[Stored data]
************

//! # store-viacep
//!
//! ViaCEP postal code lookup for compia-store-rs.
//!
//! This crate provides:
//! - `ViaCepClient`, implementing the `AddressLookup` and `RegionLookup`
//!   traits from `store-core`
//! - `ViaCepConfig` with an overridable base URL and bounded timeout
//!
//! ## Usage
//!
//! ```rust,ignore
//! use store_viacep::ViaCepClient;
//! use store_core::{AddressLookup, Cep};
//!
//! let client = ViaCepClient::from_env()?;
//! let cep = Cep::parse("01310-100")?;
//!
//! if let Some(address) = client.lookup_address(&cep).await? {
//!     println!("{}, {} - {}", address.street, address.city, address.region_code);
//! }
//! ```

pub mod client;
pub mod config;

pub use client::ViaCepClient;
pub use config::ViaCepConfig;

************

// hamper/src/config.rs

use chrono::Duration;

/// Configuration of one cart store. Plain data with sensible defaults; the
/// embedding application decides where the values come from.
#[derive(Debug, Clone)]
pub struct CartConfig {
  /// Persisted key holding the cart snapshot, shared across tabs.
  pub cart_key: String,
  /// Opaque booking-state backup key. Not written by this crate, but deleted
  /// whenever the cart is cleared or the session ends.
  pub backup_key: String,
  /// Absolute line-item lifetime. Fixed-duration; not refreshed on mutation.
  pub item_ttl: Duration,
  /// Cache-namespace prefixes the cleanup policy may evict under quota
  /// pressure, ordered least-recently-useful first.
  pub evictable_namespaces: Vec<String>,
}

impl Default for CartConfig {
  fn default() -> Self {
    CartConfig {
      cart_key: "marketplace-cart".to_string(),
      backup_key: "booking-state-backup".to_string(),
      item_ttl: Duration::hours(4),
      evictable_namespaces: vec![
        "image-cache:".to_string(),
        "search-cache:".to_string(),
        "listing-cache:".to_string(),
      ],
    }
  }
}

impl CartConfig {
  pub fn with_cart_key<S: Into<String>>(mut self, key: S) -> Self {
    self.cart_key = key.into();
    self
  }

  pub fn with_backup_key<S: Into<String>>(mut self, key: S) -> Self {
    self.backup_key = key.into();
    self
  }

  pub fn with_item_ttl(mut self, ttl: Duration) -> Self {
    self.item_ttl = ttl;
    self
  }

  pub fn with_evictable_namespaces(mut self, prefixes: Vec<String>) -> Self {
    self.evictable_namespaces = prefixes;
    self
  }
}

************

Your task
Take the entries above and return only the lines from the one with "lookup for compia-store-rs." to the one with "pub use config::ViaCepConfig;", both included, unchanged.

Exercise solution
//! ViaCEP postal code lookup for compia-store-rs.
//!
//! This crate provides:
//! - `ViaCepClient`, implementing the `AddressLookup` and `RegionLookup`
//!   traits from `store-core`
//! - `ViaCepConfig` with an overridable base URL and bounded timeout
//!
//! ## Usage
//!
//! ```rust,ignore
//! use store_viacep::ViaCepClient;
//! use store_core::{AddressLookup, Cep};
//!
//! let client = ViaCepClient::from_env()?;
//! let cep = Cep::parse("01310-100")?;
//!
//! if let Some(address) = client.lookup_address(&cep).await? {
//!     println!("{}, {} - {}", address.street, address.city, address.region_code);
//! }
//! ```

pub mod client;
pub mod config;

pub use client::ViaCepClient;
pub use config::ViaCepConfig;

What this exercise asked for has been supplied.